Finché siamo noi, a far certi ragionamenti sul poco che il cinema offre oggi, valiamo quanto qualche biglietto alla periferia dell’impero. Quando leggiamo le stesse cose sul Financial Times e poi sull’Independent, in un’intervista con Barry Diller intitolata “La Silicon Valley ha oggi più potere di Hollywood sull’industria dell’intrattenimento”, cominciamo a capire che certi dubbi non sono solo nostri. Leggiamo l’articolo intero, speriamo si parlerà dei videogiochi che prosperano. Macché, si parla di cinema, e neppure di striscio: “Tinseltown is out and Silicon Valley is in”. Tinseltown era un modo antico, risalente all’inizio del ’900, per riferirsi a Hollywood.

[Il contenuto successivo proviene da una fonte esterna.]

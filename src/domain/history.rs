//! Bounded undo/redo stacks of committed moves.

use crate::domain::entities::HistoryEntry;

/// Default number of entries each stack keeps.
pub const DEFAULT_HISTORY_LIMIT: usize = 500;

/// Undo and redo stacks, each capped at `limit` entries.
///
/// Overflow drops the oldest entries. A limit of 0 keeps nothing.
#[derive(Debug, Clone)]
pub struct History {
    undo: Vec<HistoryEntry>,
    redo: Vec<HistoryEntry>,
    limit: usize,
}

impl Default for History {
    fn default() -> Self {
        Self::new(DEFAULT_HISTORY_LIMIT)
    }
}

impl History {
    pub fn new(limit: usize) -> Self {
        Self {
            undo: Vec::new(),
            redo: Vec::new(),
            limit,
        }
    }

    pub fn limit(&self) -> usize {
        self.limit
    }

    /// Records a fresh move. Invalidates everything on the redo stack.
    pub fn record(&mut self, entry: HistoryEntry) {
        push_bounded(&mut self.undo, entry, self.limit);
        self.redo.clear();
    }

    pub fn peek_undo(&self) -> Option<&HistoryEntry> {
        self.undo.last()
    }

    pub fn peek_redo(&self) -> Option<&HistoryEntry> {
        self.redo.last()
    }

    /// Moves the newest undo entry onto the redo stack.
    pub(crate) fn commit_undo(&mut self) -> Option<HistoryEntry> {
        let entry = self.undo.pop()?;
        push_bounded(&mut self.redo, entry, self.limit);
        Some(entry)
    }

    /// Moves the newest redo entry back onto the undo stack, leaving the rest
    /// of the redo stack intact.
    pub(crate) fn commit_redo(&mut self) -> Option<HistoryEntry> {
        let entry = self.redo.pop()?;
        push_bounded(&mut self.undo, entry, self.limit);
        Some(entry)
    }

    /// Undo entries, oldest first.
    pub fn undo_entries(&self) -> &[HistoryEntry] {
        &self.undo
    }

    /// Redo entries, oldest first.
    pub fn redo_entries(&self) -> &[HistoryEntry] {
        &self.redo
    }

    pub fn can_undo(&self) -> bool {
        !self.undo.is_empty()
    }

    pub fn can_redo(&self) -> bool {
        !self.redo.is_empty()
    }
}

fn push_bounded(stack: &mut Vec<HistoryEntry>, entry: HistoryEntry, limit: usize) {
    stack.push(entry);
    if stack.len() > limit {
        stack.drain(..stack.len() - limit);
    }
}

#[cfg(test)]
mod tests {
    use super::*;

    fn entry(employee: u64) -> HistoryEntry {
        HistoryEntry {
            employee,
            from: 1,
            to: 2,
        }
    }

    #[test]
    fn record_clears_redo() {
        let mut history = History::default();
        history.record(entry(3));
        history.commit_undo();
        assert!(history.can_redo());

        history.record(entry(4));
        assert!(!history.can_redo());
        assert_eq!(history.undo_entries(), &[entry(4)]);
    }

    #[test]
    fn undo_then_redo_round_trips_the_entry() {
        let mut history = History::default();
        history.record(entry(3));

        assert_eq!(history.commit_undo(), Some(entry(3)));
        assert!(!history.can_undo());
        assert_eq!(history.peek_redo(), Some(&entry(3)));

        assert_eq!(history.commit_redo(), Some(entry(3)));
        assert_eq!(history.peek_undo(), Some(&entry(3)));
        assert!(!history.can_redo());
    }

    #[test]
    fn empty_stacks_yield_nothing() {
        let mut history = History::default();
        assert_eq!(history.commit_undo(), None);
        assert_eq!(history.commit_redo(), None);
    }

    #[test]
    fn overflow_drops_oldest() {
        let mut history = History::new(3);
        for id in 0..5 {
            history.record(entry(id));
        }
        assert_eq!(history.undo_entries(), &[entry(2), entry(3), entry(4)]);
    }

    #[test]
    fn zero_limit_keeps_nothing() {
        let mut history = History::new(0);
        history.record(entry(1));
        assert!(!history.can_undo());
        assert_eq!(history.commit_undo(), None);
    }
}
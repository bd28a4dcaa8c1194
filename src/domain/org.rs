//! The organizational tree: re-parenting with reversible history.

use generational_arena::Index;
use tracing::{debug, instrument};

use crate::domain::arena::{OrgArena, OrgNode};
use crate::domain::builder::OrgBuilder;
use crate::domain::entities::{Employee, EmployeeData, EmployeeId, HistoryEntry, HistoryKind};
use crate::domain::error::{DomainError, DomainResult, InvalidReference};
use crate::domain::history::{History, DEFAULT_HISTORY_LIMIT};

/// Employee hierarchy supporting `move`, `undo` and `redo`.
///
/// Every operation resolves and validates all ids before touching the tree,
/// so a failed call leaves both the tree and the history unchanged.
#[derive(Debug)]
pub struct OrgTree {
    tree: OrgArena,
    root: Index,
    history: History,
}

impl OrgTree {
    pub fn new(root: Employee) -> DomainResult<Self> {
        Self::with_history_limit(root, DEFAULT_HISTORY_LIMIT)
    }

    pub fn with_history_limit(root: Employee, limit: usize) -> DomainResult<Self> {
        let tree = OrgBuilder::new().build(&root)?;
        let root = tree
            .root()
            .ok_or(InvalidReference::UnknownEmployee(root.id))?;
        Ok(Self {
            tree,
            root,
            history: History::new(limit),
        })
    }

    /// Moves `employee` and their whole team under `supervisor`.
    ///
    /// Moving to the current supervisor re-appends the employee at the end of
    /// the subordinate list and is recorded like any other move.
    #[instrument(level = "debug", skip(self))]
    pub fn move_employee(
        &mut self,
        employee: EmployeeId,
        supervisor: EmployeeId,
    ) -> DomainResult<()> {
        let entry = self.relocate(employee, supervisor).inspect_err(|e| {
            debug!("move rejected: {}", e);
        })?;
        debug!("moved {}", entry);
        self.history.record(entry);
        Ok(())
    }

    /// Reverts the most recent move, putting the employee back under the
    /// supervisor recorded at move time.
    #[instrument(level = "debug", skip(self))]
    pub fn undo(&mut self) -> DomainResult<HistoryEntry> {
        let entry = *self
            .history
            .peek_undo()
            .ok_or(DomainError::NoHistory(HistoryKind::Undo))?;
        self.relocate(entry.employee, entry.from)?;
        self.history.commit_undo();
        debug!("undid {}", entry);
        Ok(entry)
    }

    /// Re-applies the most recently undone move.
    #[instrument(level = "debug", skip(self))]
    pub fn redo(&mut self) -> DomainResult<HistoryEntry> {
        let entry = *self
            .history
            .peek_redo()
            .ok_or(DomainError::NoHistory(HistoryKind::Redo))?;
        self.relocate(entry.employee, entry.to)?;
        self.history.commit_redo();
        debug!("redid {}", entry);
        Ok(entry)
    }

    /// Validates and performs a re-parent, returning what happened.
    fn relocate(
        &mut self,
        employee: EmployeeId,
        supervisor: EmployeeId,
    ) -> DomainResult<HistoryEntry> {
        let employee_idx = self
            .tree
            .locate(employee)
            .ok_or(InvalidReference::UnknownEmployee(employee))?;
        let supervisor_idx = self
            .tree
            .locate(supervisor)
            .ok_or(InvalidReference::UnknownSupervisor(supervisor))?;
        let current_idx = self.tree.locate_parent(employee)?;

        if employee_idx == supervisor_idx {
            return Err(InvalidReference::SelfSupervision(employee).into());
        }
        if self.tree.is_within(employee_idx, supervisor_idx) {
            return Err(InvalidReference::Cycle {
                employee,
                supervisor,
            }
            .into());
        }

        let from = self.tree.node(current_idx).id();
        self.tree.reparent(employee_idx, supervisor_idx);
        Ok(HistoryEntry {
            employee,
            from,
            to: supervisor,
        })
    }

    pub fn root(&self) -> &OrgNode {
        self.tree.node(self.root)
    }

    pub fn root_id(&self) -> EmployeeId {
        self.root().id()
    }

    /// Read-only access to the underlying arena.
    pub fn arena(&self) -> &OrgArena {
        &self.tree
    }

    pub fn locate(&self, id: EmployeeId) -> Option<&EmployeeData> {
        self.tree.locate(id).map(|idx| &self.tree.node(idx).data)
    }

    /// Supervisor id of `id`; None for the root or an unknown id.
    pub fn supervisor_of(&self, id: EmployeeId) -> Option<EmployeeId> {
        self.tree
            .locate_parent(id)
            .ok()
            .map(|idx| self.tree.node(idx).id())
    }

    /// Direct subordinate ids of `id`, in order.
    pub fn subordinates_of(&self, id: EmployeeId) -> Option<Vec<EmployeeId>> {
        let idx = self.tree.locate(id)?;
        Some(
            self.tree
                .node(idx)
                .children
                .iter()
                .map(|&c| self.tree.node(c).id())
                .collect(),
        )
    }

    /// `id` and everyone reporting to them, directly or not, in preorder.
    pub fn subtree_ids(&self, id: EmployeeId) -> Option<Vec<EmployeeId>> {
        self.tree.locate(id).map(|idx| self.tree.subtree_ids(idx))
    }

    pub fn len(&self) -> usize {
        self.tree.len()
    }

    pub fn is_empty(&self) -> bool {
        self.tree.is_empty()
    }

    pub fn depth(&self) -> usize {
        self.tree.depth()
    }

    pub fn history(&self) -> &History {
        &self.history
    }

    pub fn can_undo(&self) -> bool {
        self.history.can_undo()
    }

    pub fn can_redo(&self) -> bool {
        self.history.can_redo()
    }

    /// Current shape as plain nested records.
    pub fn to_employee(&self) -> Employee {
        OrgBuilder::new()
            .export(&self.tree)
            .unwrap_or_else(|| Employee::new(self.root_id(), self.root().data.name.clone()))
    }
}
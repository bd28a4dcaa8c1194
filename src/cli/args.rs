//! CLI argument definitions using clap

use std::path::PathBuf;

use clap::{ArgAction, Parser, Subcommand, ValueHint};

/// Organizational hierarchy manager: move employees with their teams, undo and redo
#[derive(Parser, Debug)]
#[command(name = "orgtree")]
#[command(author, version, about, long_about = None)]
#[command(propagate_version = true)]
pub struct Cli {
    /// Increase log verbosity (-d, -dd, -ddd)
    #[arg(short, long, action = ArgAction::Count, global = true)]
    pub debug: u8,

    /// Directory searched for .orgtree.toml (default: cwd)
    #[arg(short = 'C', long, global = true, value_hint = ValueHint::DirPath)]
    pub config_dir: Option<PathBuf>,

    #[command(subcommand)]
    pub command: Option<Commands>,
}

#[derive(Subcommand, Debug)]
pub enum Commands {
    /// Print the hierarchy as a tree
    Show {
        /// Hierarchy file (default: configured `hierarchy`)
        #[arg(value_hint = ValueHint::FilePath)]
        file: Option<PathBuf>,
    },

    /// Validate a hierarchy file
    Check {
        /// Hierarchy file (default: configured `hierarchy`)
        #[arg(value_hint = ValueHint::FilePath)]
        file: Option<PathBuf>,
    },

    /// Apply move/undo/redo operations and print the result
    Run {
        /// Hierarchy file (default: configured `hierarchy`)
        #[arg(short, long, value_hint = ValueHint::FilePath)]
        file: Option<PathBuf>,

        /// Read operations from a script file
        #[arg(short, long, value_hint = ValueHint::FilePath, conflicts_with = "operations")]
        script: Option<PathBuf>,

        /// Also print the remaining undo and redo entries
        #[arg(long)]
        history: bool,

        /// Operations: move:<employee>:<supervisor>, <employee>-><supervisor>, undo, redo
        operations: Vec<String>,
    },

    /// Show effective settings
    Config,

    /// Generate shell completions
    Completion {
        /// Shell type
        #[arg(value_enum)]
        shell: clap_complete::Shell,
    },
}
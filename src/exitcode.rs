//! Standard exit codes (BSD sysexits.h compatible)

/// Command line usage error
pub const USAGE: i32 = 64;

/// Data format error
pub const DATAERR: i32 = 65;

/// Cannot open input
pub const NOINPUT: i32 = 66;

/// Configuration error
pub const CONFIG: i32 = 78;
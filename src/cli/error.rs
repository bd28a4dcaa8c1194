//! CLI-level errors (wraps application errors)

use thiserror::Error;

use crate::application::ApplicationError;

/// CLI errors are the top-level error type.
/// These are what get displayed to the user.
#[derive(Error, Debug)]
pub enum CliError {
    #[error("{0}")]
    Application(#[from] ApplicationError),

    #[error("invalid arguments: {0}")]
    InvalidArgs(String),

    #[error("{0}")]
    Usage(String),
}

/// Result type for CLI operations.
pub type CliResult<T> = Result<T, CliError>;

impl CliError {
    /// Get the appropriate exit code for this error.
    pub fn exit_code(&self) -> i32 {
        match self {
            CliError::InvalidArgs(_) | CliError::Usage(_) => crate::exitcode::USAGE,
            CliError::Application(e) => match e {
                ApplicationError::Domain(_)
                | ApplicationError::OperationFailed { .. }
                | ApplicationError::Parse { .. }
                | ApplicationError::Script { .. } => crate::exitcode::DATAERR,
                ApplicationError::Load { .. } => crate::exitcode::NOINPUT,
                ApplicationError::Config { .. } => crate::exitcode::CONFIG,
            },
        }
    }
}

#[cfg(test)]
mod tests {
    use super::*;
    use crate::domain::{DomainError, HistoryKind};
    use std::path::PathBuf;

    #[test]
    fn test_exit_codes() {
        let no_history: CliError =
            ApplicationError::Domain(DomainError::NoHistory(HistoryKind::Undo)).into();
        assert_eq!(no_history.exit_code(), crate::exitcode::DATAERR);

        let missing: CliError = ApplicationError::Load {
            path: PathBuf::from("org.toml"),
            source: std::io::Error::from(std::io::ErrorKind::NotFound),
        }
        .into();
        assert_eq!(missing.exit_code(), crate::exitcode::NOINPUT);

        assert_eq!(
            CliError::Usage("no hierarchy".into()).exit_code(),
            crate::exitcode::USAGE
        );
    }
}
use std::sync::Once;

use tracing::{debug, info};
use tracing_subscriber::{
    fmt::{self, format::FmtSpan},
    prelude::*,
    EnvFilter,
};

use crate::domain::Employee;

static TEST_SETUP: Once = Once::new();

/// Install the test subscriber once per test binary.
///
/// Honors `RUST_LOG`; defaults to debug output for this crate only.
pub fn init_test_setup() {
    TEST_SETUP.call_once(|| {
        setup_test_logging();
        info!("Test Setup complete");
    });
}

fn setup_test_logging() {
    let env_filter = EnvFilter::try_from_default_env().unwrap_or_else(|_| EnvFilter::new("orgtree=debug"));

    let subscriber = tracing_subscriber::registry().with(
        fmt::layer()
            .with_test_writer()
            .with_target(true)
            .with_thread_names(false)
            .with_span_events(FmtSpan::CLOSE)
            .with_filter(env_filter),
    );

    if tracing::dispatcher::has_been_set() {
        debug!("Tracing subscriber already set");
    } else {
        subscriber.try_init().unwrap_or_else(|e| {
            eprintln!("Error: Failed to set up logging: {}", e);
        });
    }
}

/// The reference hierarchy used across tests:
///
/// ```text
/// 1 Mark Zuckerberg
/// ├── 2 Sarah Donald
/// │   └── 3 Cassandra Reynolds
/// │       ├── 4 Mary Blue
/// │       └── 5 Bob Saget
/// │           └── 6 Tina Teff
/// │               └── 7 Will Turner
/// ├── 8 Tyler Simpson
/// │   ├── 9 Harry Tobs
/// │   │   └── 10 Thomas Brown
/// │   ├── 11 George Carrey
/// │   └── 12 Gary Styles
/// ├── 13 Bruce Willis
/// └── 14 Georgina Flangy
///     └── 15 Sophie Turner
/// ```
pub fn sample_hierarchy() -> Employee {
    let e = Employee::new;
    e(1, "Mark Zuckerberg").with_subordinates(vec![
        e(2, "Sarah Donald").with_subordinates(vec![e(3, "Cassandra Reynolds")
            .with_subordinates(vec![
                e(4, "Mary Blue"),
                e(5, "Bob Saget").with_subordinates(vec![
                    e(6, "Tina Teff").with_subordinates(vec![e(7, "Will Turner")])
                ]),
            ])]),
        e(8, "Tyler Simpson").with_subordinates(vec![
            e(9, "Harry Tobs").with_subordinates(vec![e(10, "Thomas Brown")]),
            e(11, "George Carrey"),
            e(12, "Gary Styles"),
        ]),
        e(13, "Bruce Willis"),
        e(14, "Georgina Flangy").with_subordinates(vec![e(15, "Sophie Turner")]),
    ])
}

La Silicon Valley – facciamo i nomi: Amazon, Netflix, Apple – oggi controlla il business della produzione audiovisiva. Lo spiega il miliardario Mr. Diller, che iniziò smistando la posta alla William Morris. Per dieci anni, dal 1973, fu a capo della Paramount, ai tempi di “Grease” e dei “Predatori dell’Arca perduta”. Mise su la Fox che poi vendette alla Disney, dando il via all’impero dei “Simpson” e al primo shopping channel (anche questi nel gruppo Fox). Ricco di svariati miliardi, ne ha speso qualcuno per donare alla città di New York il Floating Park: quelle sculture a fungo, qualcuna fiorita qualcuna alberata. Il parco pubblico sospeso sulle acque dell’Hudson, disegnato da Thomas Heatherwick.

Amazon, Apple, Netflix controllano oggi il business del cinema e della tv. Un guaio grosso, insiste Barry Diller. Per fare un bel film, la strada è lunga e stretta, servono intelligenza e sensibilità per seguire scrittura e sviluppo. Affidare il lavoro a un comitato fa solo danni – ricordate la battuta? Un cammello è un cavallo disegnato da un comitato. Un film deve avere un suo sguardo, non un pasticcio di dieci burocrati che non osano nulla. Quanto a Barry Diller, classe 1942 (ha già fatto clonare più volte il cane amatissimo) – il titolo dell’intervista sul Financial Times recita: “Voglio vedere Donald Trump nel cestino della storia”.